Abstract

This essay reads Wilfrido Nolledo’s novel, But for the Lovers (1970), across the rocky terrain in which the postcolonial Anglophone novel intersects with the question of postmodernity. Using Paul Ricoeur’s Memory, History, and Forgetting and Fredric Jameson’s exhortation to the critic to “Always historicize!” as my primary theoretical frameworks, I argue against the seemingly common accusation that the “postmodern” Anglophone Filipino novel––of which But for the Lovers is a kind of prototypical example––is incapable of creating a perspective on the political and historical conditions of the Philippines as a postcolonial nation and that it is merely symptomatic of the much larger political, social, and cultural malaise characteristic of the current political economic and cultural moment.
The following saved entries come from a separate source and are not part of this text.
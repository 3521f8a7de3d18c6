use serde::{Deserialize, Serialize};
use serde_json::Value;

use super::keys::{PARTITION_KEY, SORT_KEY};

/// A raw stored document: attribute name to value.
pub type Item = serde_json::Map<String, Value>;

/// Maximum number of put requests accepted by a single batch write.
pub const BATCH_WRITE_LIMIT: usize = 25;

/// Composite primary key of a stored document.
#[derive(Debug, Clone, PartialEq, Eq, Hash, PartialOrd, Ord, Serialize, Deserialize)]
pub struct PrimaryKey {
    pub pk: String,
    pub sk: String,
}

impl PrimaryKey {
    pub fn new(pk: impl Into<String>, sk: impl Into<String>) -> Self {
        Self {
            pk: pk.into(),
            sk: sk.into(),
        }
    }

    /// Reads the `PK`/`SK` string attributes of an item, if both are present.
    pub fn from_item(item: &Item) -> Option<Self> {
        let pk = item.get(PARTITION_KEY)?.as_str()?;
        let sk = item.get(SORT_KEY)?.as_str()?;
        Some(Self::new(pk, sk))
    }

    /// Returns the key as an item holding only the key attributes.
    pub fn to_item(&self) -> Item {
        let mut item = Item::new();
        item.insert(PARTITION_KEY.to_string(), Value::String(self.pk.clone()));
        item.insert(SORT_KEY.to_string(), Value::String(self.sk.clone()));
        item
    }
}

impl std::fmt::Display for PrimaryKey {
    fn fmt(&self, f: &mut std::fmt::Formatter<'_>) -> std::fmt::Result {
        write!(f, "{}/{}", self.pk, self.sk)
    }
}

/// Opaque token identifying where a paginated scan resumes.
///
/// Holds the key attributes of the last evaluated item. It can be serialized
/// so an interrupted run can be restarted later.
#[derive(Debug, Clone, PartialEq, Serialize, Deserialize)]
#[serde(transparent)]
pub struct ContinuationKey(Item);

impl ContinuationKey {
    pub fn new(attributes: Item) -> Self {
        Self(attributes)
    }

    pub fn attributes(&self) -> &Item {
        &self.0
    }

    pub fn into_attributes(self) -> Item {
        self.0
    }
}

impl From<PrimaryKey> for ContinuationKey {
    fn from(key: PrimaryKey) -> Self {
        Self(key.to_item())
    }
}

/// Declarative scan filter. Every condition that is set must hold.
#[derive(Debug, Clone, Default, PartialEq, Eq)]
pub struct ScanFilter {
    /// The item's sort key must begin with this prefix.
    pub sort_key_prefix: Option<String>,
    /// The item must not carry this attribute.
    pub missing_attribute: Option<String>,
}

impl ScanFilter {
    pub fn sort_key_prefix(mut self, prefix: impl Into<String>) -> Self {
        self.sort_key_prefix = Some(prefix.into());
        self
    }

    pub fn missing_attribute(mut self, attribute: impl Into<String>) -> Self {
        self.missing_attribute = Some(attribute.into());
        self
    }

    pub fn is_empty(&self) -> bool {
        self.sort_key_prefix.is_none() && self.missing_attribute.is_none()
    }

    /// Evaluates the filter against an item.
    pub fn matches(&self, item: &Item) -> bool {
        if let Some(prefix) = &self.sort_key_prefix {
            let sk = item.get(SORT_KEY).and_then(Value::as_str);
            if !sk.is_some_and(|sk| sk.starts_with(prefix.as_str())) {
                return false;
            }
        }
        if let Some(attribute) = &self.missing_attribute {
            if item.contains_key(attribute) {
                return false;
            }
        }
        true
    }
}

/// Parameters of a single scan call.
#[derive(Debug, Clone, PartialEq)]
pub struct ScanRequest {
    pub table: String,
    pub filter: Option<ScanFilter>,
    pub limit: u32,
    pub start_key: Option<ContinuationKey>,
}

impl ScanRequest {
    pub fn new(table: impl Into<String>, limit: u32) -> Self {
        Self {
            table: table.into(),
            filter: None,
            limit,
            start_key: None,
        }
    }

    pub fn with_filter(mut self, filter: ScanFilter) -> Self {
        self.filter = Some(filter);
        self
    }

    pub fn with_start_key(mut self, key: Option<ContinuationKey>) -> Self {
        self.start_key = key;
        self
    }
}

/// One scan response.
#[derive(Debug, Clone, Default, PartialEq)]
pub struct Page {
    pub items: Vec<Item>,
    /// `None` once the table has been read to the end.
    pub last_key: Option<ContinuationKey>,
    /// Read capacity units consumed, when the store reports them.
    pub consumed_capacity: Option<f64>,
}

#[cfg(test)]
mod tests {
    use super::*;
    use serde_json::json;

    fn item(value: Value) -> Item {
        value.as_object().unwrap().clone()
    }

    #[test]
    fn test_primary_key_from_item() {
        let item = item(json!({"PK": "TARGET#1", "SK": "FAIL#2024-01-01T00:00:00Z", "x": 1}));
        assert_eq!(
            PrimaryKey::from_item(&item),
            Some(PrimaryKey::new("TARGET#1", "FAIL#2024-01-01T00:00:00Z"))
        );
    }

    #[test]
    fn test_primary_key_requires_string_attributes() {
        assert_eq!(PrimaryKey::from_item(&item(json!({"PK": "A"}))), None);
        assert_eq!(PrimaryKey::from_item(&item(json!({"PK": 1, "SK": "B"}))), None);
    }

    #[test]
    fn test_filter_sort_key_prefix() {
        let filter = ScanFilter::default().sort_key_prefix("FAIL#");
        assert!(filter.matches(&item(json!({"PK": "A", "SK": "FAIL#x"}))));
        assert!(!filter.matches(&item(json!({"PK": "A", "SK": "SUB#x"}))));
        assert!(!filter.matches(&item(json!({"PK": "A"}))));
    }

    #[test]
    fn test_filter_missing_attribute() {
        let filter = ScanFilter::default().missing_attribute("expiry");
        assert!(filter.matches(&item(json!({"PK": "A", "SK": "B"}))));
        assert!(!filter.matches(&item(json!({"PK": "A", "SK": "B", "expiry": 1}))));
    }

    #[test]
    fn test_empty_filter_matches_everything() {
        let filter = ScanFilter::default();
        assert!(filter.is_empty());
        assert!(filter.matches(&Item::new()));
    }

    #[test]
    fn test_continuation_key_serializes_as_attribute_map() {
        let key = ContinuationKey::from(PrimaryKey::new("A", "B"));
        let json = serde_json::to_value(&key).unwrap();
        assert_eq!(json, json!({"PK": "A", "SK": "B"}));
        let back: ContinuationKey = serde_json::from_value(json).unwrap();
        assert_eq!(back, key);
    }
}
My argument is that But for the Lovers forces the critic to resituate her perspective on the problems of Philippine nationalism by linking it to the question of the novel’s style: only by doing so can the way that history and fiction narrate and produce knowledge about the past be interrogated. Ultimately, I argue that But for the Lovers demonstrates that the ultimate horizon for any reading of Anglophone Philippine fiction is not just history, but the unassailable historical condition of US imperialism in the Philippines. The novel’s apocalyptic finale, I suggest, dramatizes the large-scale violence and genocide that founds, as historian Dylan Rodriguez argues, the moment of US-Philippine “contact” in the early twentieth century, and in this way conditions the very possibility of a Filipino literature in English.